When you sense someone isn’t listening but only waiting to talk, address it. “Let me jump in,” is a standard interruption. Does this happen in your meetings? We’ve all dealt with those people who continuously chime in with their two cents, with very little regard for the fact that you were just in the middle of a sentence. It’s frustrating, and ultimately counterproductive. The first thing to understand in dealing with someone who repeatedly interrupts you or others is that it's probably not personal. A chronic interrupter is often someone who is super-smart and whose brain is working much faster than the other people in the room. They want to keep everything moving at a faster clip, so often they will interrupt to make that happen. You can be polite and hold your ground. It’s all about your tone and body language. Accompanied by a smile, “I’m glad you’re dying to chime in, but I’m not quite done yet” can work wonders.

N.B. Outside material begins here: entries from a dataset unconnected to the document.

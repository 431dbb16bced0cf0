//! # Jitter policy for retry delays.
//!
//! [`JitterPolicy`] spreads retry delays so that many tasks failing at the same
//! moment (a shared dependency going down) do not all come back at once.
//!
//! - [`JitterPolicy::None`]: exact delay
//! - [`JitterPolicy::Full`]: random delay in `[0, delay]`
//! - [`JitterPolicy::Equal`]: `delay/2 + random[0, delay/2]`

use rand::Rng;
use std::time::Duration;

/// Policy controlling randomization of retry delays.
#[derive(Clone, Copy, Debug, Default, PartialEq, Eq)]
pub enum JitterPolicy {
    /// No jitter: use the exact backoff delay.
    #[default]
    None,

    /// Full jitter: random delay in `[0, delay]`.
    Full,

    /// Equal jitter: `delay/2 + random[0, delay/2]`.
    ///
    /// Keeps at least half of the delay, so retries are never immediate.
    Equal,
}

impl JitterPolicy {
    /// Applies jitter to the given delay.
    pub fn apply(&self, delay: Duration) -> Duration {
        let ms = u64::try_from(delay.as_millis()).unwrap_or(u64::MAX);
        if ms == 0 {
            return delay;
        }
        match self {
            JitterPolicy::None => delay,
            JitterPolicy::Full => Duration::from_millis(rand::rng().random_range(0..=ms)),
            JitterPolicy::Equal => {
                let half = ms / 2;
                let extra = if half == 0 {
                    0
                } else {
                    rand::rng().random_range(0..=half)
                };
                Duration::from_millis(half + extra)
            }
        }
    }
}
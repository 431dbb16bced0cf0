//! # taskpool
//!
//! **Taskpool** is a bounded-concurrency async task pool for Rust.
//!
//! A fixed group of workers pulls tasks from one bounded queue, retries failed
//! tasks with a configurable backoff, survives panicking tasks, collects every
//! final error for later inspection and hands typed results back through
//! [`TaskFuture`]s.
//!
//! ## Architecture
//! ### Overview
//! ```text
//!    submit(task)      submit_fn(name, f)     submit_with_result(name, f) ──► TaskFuture<T>
//!         │                   │                           │
//!         ▼                   ▼                           ▼
//! ┌───────────────────────────────────────────────────────────────────┐
//! │  Pool                                                             │
//! │  - Pending (outstanding tasks, released by drop)                  │
//! │  - TaskQueue (bounded MPMC, or synchronous hand-off)              │
//! │  - QueueFullPolicy: Wait / Discard / ReturnError                  │
//! │  - ErrorCollector (append-only, snapshot at any time)             │
//! └──────┬──────────────────┬──────────────────┬──────────────────────┘
//!        ▼                  ▼                  ▼
//!     ┌──────────────┐   ┌──────────────┐   ┌──────────────┐
//!     │   Worker 0   │   │   Worker 1   │   │  Worker N-1  │
//!     │ (retry loop) │   │ (retry loop) │   │ (retry loop) │
//!     └┬─────────────┘   └┬─────────────┘   └┬─────────────┘
//!      │ Publishes events: TaskStarting, TaskFailed, TaskPanicked,
//!      │ BackoffScheduled, RetriesExhausted, WorkerStopped, ...
//!      ▼
//! ┌───────────────────────────────────────────────────────────────────┐
//! │                 Bus (broadcast channel, per pool)                 │
//! └─────────────────────────────────┬─────────────────────────────────┘
//!                                   ▼
//!                       ┌────────────────────────┐
//!                       │  subscriber listener   │
//!                       │   (spawned by run())   │
//!                       └───────────┬────────────┘
//!                                   ▼
//!                             SubscriberSet
//!                                  ┌─────────┼─────────┐
//!                                  ▼         ▼         ▼
//!                             sub1.on   sub2.on   subN.on
//!                              _event()  _event()  _event()
//! ```
//!
//! ### Lifecycle
//! ```text
//! Pool::new ──► run(&token) ──► submit ... ──► wait()
//!
//! worker loop {
//!   ├─► pop task (or exit: token cancelled / queue closed and empty)
//!   ├─► attempt += 1, publish TaskStarting
//!   ├─► run_once(task) inside a panic guard
//!   │       ├─ Ok    ──► done
//!   │       ├─ panic ──► TaskError::Panicked, no retry
//!   │       └─ Err   ──► retry if retryable and attempts remain:
//!   │                     ├─ publish BackoffScheduled
//!   │                     └─ sleep(delay) (cancellable)
//!   ├─► final error ──► ErrorCollector + RetriesExhausted
//!   └─► drop task, release its outstanding ticket
//! }
//!
//! wait(): outstanding == 0 ──► close queue (once) ──► join workers
//! ```
//!
//! ## Features
//! | Area              | Description                                                      | Key types / traits                          |
//! |-------------------|------------------------------------------------------------------|---------------------------------------------|
//! | **Pool**          | Fixed worker group, bounded queue, idempotent shutdown.          | [`Pool`], [`PoolBuilder`], [`PoolState`]    |
//! | **Tasks**         | Define tasks as functions or trait objects.                      | [`Task`], [`TaskRef`], [`TaskFn`]           |
//! | **Results**       | Typed, cancellable, multi-reader outcome of a producer.          | [`TaskFuture`]                              |
//! | **Policies**      | Retry backoff and queue-full behavior.                           | [`BackoffPolicy`], [`QueueFullPolicy`]      |
//! | **Errors**        | Typed errors, aggregated per pool.                               | [`PoolError`], [`TaskError`], [`ErrorCollector`] |
//! | **Subscriber API**| Hook into pool events (logging, metrics, custom subscribers).    | [`Subscribe`], [`Event`]                    |
//! | **Configuration** | Centralize pool settings.                                        | [`Config`]                                  |
//!
//! ## Optional features
//! - `logging`: exports a built-in [`LogWriter`] subscriber that renders events through `tracing`.
//!
//! ## Example
//! ```rust
//! use std::time::Duration;
//! use tokio_util::sync::CancellationToken;
//! use taskpool::{Config, Pool, QueueFullPolicy, TaskError};
//!
//! #[tokio::main(flavor = "current_thread")]
//! async fn main() -> Result<(), Box<dyn std::error::Error>> {
//!     let cfg = Config::default()
//!         .with_retry(1)
//!         .with_retry_delay(Duration::from_millis(10))
//!         .with_queue_capacity(4)
//!         .with_queue_full(QueueFullPolicy::Wait);
//!
//!     let pool = Pool::new(2, cfg)?;
//!     let token = CancellationToken::new();
//!     pool.run(&token);
//!
//!     pool.submit_fn("hello", |_ctx: CancellationToken| async move {
//!         println!("Hello from task!");
//!         Ok::<(), TaskError>(())
//!     })
//!     .await?;
//!
//!     let answer = pool
//!         .submit_with_result("answer", |_ctx: CancellationToken| async { Ok::<_, TaskError>(42) })
//!         .await;
//!     assert_eq!(answer.get(&token).await, Ok(42));
//!
//!     pool.wait().await;
//!     assert!(pool.errors().is_empty());
//!     Ok(())
//! }
//! ```
mod core;
mod error;
mod events;
mod policies;
mod subscribers;
mod tasks;

// ---- Public re-exports ----

pub use crate::core::{Config, ErrorCollector, Pool, PoolBuilder, PoolState};
pub use error::{PoolError, TaskError};
pub use events::{Bus, Event, EventKind};
pub use policies::{BackoffPolicy, JitterPolicy, QueueFullPolicy};
pub use subscribers::{Subscribe, SubscriberSet};
pub use tasks::{BoxTaskFuture, Task, TaskFn, TaskFuture, TaskRef};

// Optional: expose a simple built-in logger subscriber.
// Enable with: `--features logging`
#[cfg(feature = "logging")]
pub use subscribers::LogWriter;
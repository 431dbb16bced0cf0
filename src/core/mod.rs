//! Pool core: queue, workers and lifecycle.
//!
//! The public API from this module is [`Pool`] (with [`PoolBuilder`] and
//! [`PoolState`]), its [`Config`] and the [`ErrorCollector`] it records into.
//!
//! Internal modules:
//! - [`queue`]: bounded MPMC task queue with a synchronous hand-off mode;
//! - [`pending`]: outstanding-task counter released by drop;
//! - [`runner`]: executes one attempt inside a panic guard and publishes its outcome;
//! - [`worker`]: dequeues tasks and applies retries and backoff;
//! - [`pool`]: owns the shared state, submission and shutdown.

mod builder;
mod collector;
mod config;
mod pending;
mod pool;
mod queue;
mod runner;
mod worker;

pub(crate) use runner::panic_message;

pub use builder::PoolBuilder;
pub use collector::ErrorCollector;
pub use config::Config;
pub use pool::{Pool, PoolState};
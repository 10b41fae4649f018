//! Deterministic test doubles for the embedding and generation backends.

use crate::embedding::Embedder;
use crate::error::{RegscoutError, Result};
use crate::generation::Generator;
use async_trait::async_trait;
use std::path::{Path, PathBuf};
use std::sync::Mutex;

const VOCABULARY: &[&str] = &[
    "sky", "blue", "grass", "green", "water", "boils", "color", "what", "record", "operator",
];

/// Bag-of-words embedder over a fixed vocabulary.
pub struct KeywordEmbedder;

impl KeywordEmbedder {
    pub fn new() -> Self {
        Self
    }

    pub fn dimension(&self) -> usize {
        VOCABULARY.len()
    }
}

#[async_trait]
impl Embedder for KeywordEmbedder {
    async fn embed(&self, text: &str) -> Result<Vec<f32>> {
        let mut vector = vec![0.0; VOCABULARY.len()];
        for token in text
            .split(|c: char| !c.is_alphanumeric())
            .filter(|t| !t.is_empty())
        {
            let token = token.to_lowercase();
            if let Some(i) = VOCABULARY.iter().position(|w| *w == token) {
                vector[i] += 1.0;
            }
        }
        Ok(vector)
    }

    fn model(&self) -> &str {
        "keyword-test"
    }
}

/// Embedder whose backend is always down.
pub struct FailingEmbedder;

#[async_trait]
impl Embedder for FailingEmbedder {
    async fn embed(&self, _text: &str) -> Result<Vec<f32>> {
        Err(RegscoutError::EmbeddingService("connection refused".to_string()))
    }

    fn model(&self) -> &str {
        "down"
    }
}

/// Generator that records prompts and returns a canned answer.
pub struct RecordingGenerator {
    answer: String,
    pub prompts: Mutex<Vec<String>>,
}

impl RecordingGenerator {
    pub fn new(answer: &str) -> Self {
        Self {
            answer: answer.to_string(),
            prompts: Mutex::new(Vec::new()),
        }
    }

    pub fn last_prompt(&self) -> Option<String> {
        self.prompts.lock().unwrap().last().cloned()
    }
}

#[async_trait]
impl Generator for RecordingGenerator {
    async fn generate(&self, prompt: &str) -> Result<String> {
        self.prompts.lock().unwrap().push(prompt.to_string());
        Ok(self.answer.clone())
    }

    fn model(&self) -> &str {
        "recording"
    }
}

/// Generator whose backend is always down.
pub struct FailingGenerator;

#[async_trait]
impl Generator for FailingGenerator {
    async fn generate(&self, _prompt: &str) -> Result<String> {
        Err(RegscoutError::GenerationService("model not loaded".to_string()))
    }

    fn model(&self) -> &str {
        "down"
    }
}

/// Write the two-document scenario corpus and return its directory.
pub fn write_scenario_docs(root: &Path) -> PathBuf {
    let docs = root.join("documents");
    std::fs::create_dir_all(&docs).unwrap();
    std::fs::write(docs.join("A.txt"), "The sky is blue. Grass is green.").unwrap();
    std::fs::write(docs.join("B.txt"), "Water boils at 100C.").unwrap();
    docs
}
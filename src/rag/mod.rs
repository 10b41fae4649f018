//! RAG (Retrieval-Augmented Generation) for question answering with sources.
//!
//! [`AnswerComposer`] turns retrieved chunks into a grounded prompt and calls
//! the language model; [`RagEngine`] wires it to a [`Retriever`].
//!
//! [`Retriever`]: crate::retrieval::Retriever

mod composer;
mod engine;

pub use composer::AnswerComposer;
pub use engine::RagEngine;

use crate::index::SearchResult;
use serde::Serialize;
use std::collections::BTreeSet;

/// A generated answer with the sources it was grounded on.
#[derive(Debug, Clone, PartialEq, Eq, Serialize)]
pub struct Answer {
    /// The generated answer.
    pub answer: String,
    /// Distinct source identifiers of the chunks supplied as context.
    pub sources: BTreeSet<String>,
}

/// Format search results as prompt context, preserving rank order.
pub fn format_context_for_prompt(results: &[SearchResult]) -> String {
    results
        .iter()
        .map(|r| format!("[From {}]: {}", r.chunk.source_id, r.chunk.text))
        .collect::<Vec<_>>()
        .join("\n\n")
}

/// Distinct source identifiers of `results`.
pub fn collect_sources(results: &[SearchResult]) -> BTreeSet<String> {
    results.iter().map(|r| r.chunk.source_id.clone()).collect()
}

#[cfg(test)]
mod tests {
    use super::*;
    use crate::index::tests::entry;

    fn result(source: &str, text: &str, score: f32) -> SearchResult {
        SearchResult {
            chunk: entry(source, text, vec![1.0]).chunk,
            score,
        }
    }

    #[test]
    fn test_context_keeps_rank_order() {
        let results = vec![
            result("b.txt", "second source first", 0.9),
            result("a.txt", "first source second", 0.4),
        ];

        assert_eq!(
            format_context_for_prompt(&results),
            "[From b.txt]: second source first\n\n[From a.txt]: first source second"
        );
        assert_eq!(format_context_for_prompt(&[]), "");
    }

    #[test]
    fn test_sources_deduplicated() {
        let results = vec![
            result("a.txt", "one", 0.9),
            result("b.txt", "two", 0.8),
            result("a.txt", "three", 0.7),
        ];

        let sources = collect_sources(&results);
        assert_eq!(sources.len(), 2);
        assert!(sources.contains("a.txt") && sources.contains("b.txt"));
    }
}
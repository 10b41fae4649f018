//! Ollama text generation via `/api/generate`.

use super::Generator;
use crate::error::{RegscoutError, Result};
use crate::ollama::OllamaClient;
use async_trait::async_trait;
use serde::{Deserialize, Serialize};
use tracing::{debug, instrument};

/// Non-streaming generator backed by Ollama.
pub struct OllamaGenerator {
    client: OllamaClient,
    model: String,
}

#[derive(Serialize)]
struct GenerateRequest<'a> {
    model: &'a str,
    prompt: &'a str,
    stream: bool,
}

#[derive(Debug, Deserialize)]
struct GenerateResponse {
    response: String,
    #[serde(default)]
    done: Option<bool>,
}

impl OllamaGenerator {
    pub fn new(client: OllamaClient, model: &str) -> Self {
        Self {
            client,
            model: model.to_string(),
        }
    }
}

fn into_text(response: GenerateResponse) -> Result<String> {
    if response.done == Some(false) {
        return Err(RegscoutError::GenerationService(
            "Model returned an incomplete response".to_string(),
        ));
    }
    Ok(response.response)
}

#[async_trait]
impl Generator for OllamaGenerator {
    #[instrument(skip(self, prompt), fields(model = %self.model, prompt_len = prompt.len()))]
    async fn generate(&self, prompt: &str) -> Result<String> {
        let request = GenerateRequest {
            model: &self.model,
            prompt,
            stream: false,
        };

        let response: GenerateResponse = self
            .client
            .post_json("api/generate", &request)
            .await
            .map_err(RegscoutError::GenerationService)?;

        let text = into_text(response)?;
        debug!("Generated {} characters", text.len());
        Ok(text)
    }

    fn model(&self) -> &str {
        &self.model
    }
}
//! Content chunking for breaking documents into searchable segments.
//!
//! Documents are split into overlapping, bounded-length windows. Every chunk
//! records where it came from so that retrieval results can be cited.

mod splitter;

pub use splitter::TextSplitter;

use crate::error::{RegscoutError, Result};
use serde::{Deserialize, Serialize};
use std::collections::BTreeMap;

/// Metadata key holding the source identifier of a chunk.
pub const SOURCE_KEY: &str = "source";

/// Metadata key holding the category tag of a chunk.
pub const CATEGORY_KEY: &str = "type";

/// A segment of a document's text with provenance.
#[derive(Debug, Clone, PartialEq, Serialize, Deserialize)]
pub struct Chunk {
    /// Text content of this chunk.
    pub text: String,
    /// Identifier of the document this chunk was cut from (its file name).
    pub source_id: String,
    /// Free-form metadata; always carries `source`.
    pub metadata: BTreeMap<String, String>,
    /// Character offset of the first character in the source text.
    pub start: usize,
    /// Character offset one past the last character in the source text.
    pub end: usize,
}

impl Chunk {
    /// Length of this chunk in characters.
    pub fn char_len(&self) -> usize {
        self.end - self.start
    }

    /// Look up a metadata value.
    pub fn meta(&self, key: &str) -> Option<&str> {
        self.metadata.get(key).map(String::as_str)
    }
}

/// Window size and overlap for splitting, both in characters.
#[derive(Debug, Clone, Copy, PartialEq, Eq, Serialize, Deserialize)]
pub struct ChunkConfig {
    /// Maximum chunk length.
    pub max_size: usize,
    /// Number of characters shared by consecutive chunks.
    pub overlap: usize,
}

impl ChunkConfig {
    /// Create a validated chunk configuration.
    pub fn new(max_size: usize, overlap: usize) -> Result<Self> {
        let config = Self { max_size, overlap };
        config.validate()?;
        Ok(config)
    }

    /// Check `max_size > 0` and `overlap < max_size`.
    pub fn validate(&self) -> Result<()> {
        if self.max_size == 0 {
            return Err(RegscoutError::InvalidConfig(
                "max_size must be greater than zero".to_string(),
            ));
        }
        if self.overlap >= self.max_size {
            return Err(RegscoutError::InvalidConfig(format!(
                "overlap ({}) must be smaller than max_size ({})",
                self.overlap, self.max_size
            )));
        }
        Ok(())
    }
}

impl Default for ChunkConfig {
    fn default() -> Self {
        Self {
            max_size: 1000,
            overlap: 200,
        }
    }
}

/// Split `text` into overlapping chunks attributed to `source_id`.
pub fn split(text: &str, source_id: &str, max_size: usize, overlap: usize) -> Result<Vec<Chunk>> {
    let splitter = TextSplitter::new(ChunkConfig::new(max_size, overlap)?)?;
    Ok(splitter.split(text, source_id))
}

4. State the objective of the meeting or topic clearly.

Are you generating ideas? Trying to reach a decision? Making plans? Reporting status updates? A bit of each? No matter what the underlying goal of your meeting is, make sure it's clearly stated up front to your team. It's not easy to facilitate a productive conversation when half the room thinks they're brainstorming and the other half is trying to make decisions. The brainstormers will feel frustrated and shut down by the judgmental comments, and the decision makers will become impatient with the seemingly irrelevant ideas that are distracting from forward progress. As you go through items, be sure to gather information and perspective from your team and identify next steps and owners (or DRI) for each resulting action item. Giving your team the power to make decisions can be tough at first (but what if they don’t make the decision I’d make?) but will ultimately help move projects forward and, as a result, empower them to do great work.

5. Be flexible.

A great option is to plan for a structured portion of the meeting and a more flexible portion toward the end. Depending on the meeting type, be willing for half or more of the allotted time to be open-ended. It’s often more powerful to follow the energy of the people in the room than rigidly adhere to an agenda just because it's been typed and distributed. The flexibility to double down on discussing ideas or shifting gears to follow where the enthusiasm is heading can produce incredible results.

Why do meetings have such a bad rap? Because too many of them are poorly organized, overly long, and rudderless-drifting this way and that according to the moods of the dominant personalities in the room. But you can end early whenever possible so your team will trust their time will always be used wisely. Use these best practices to lead great meetings today!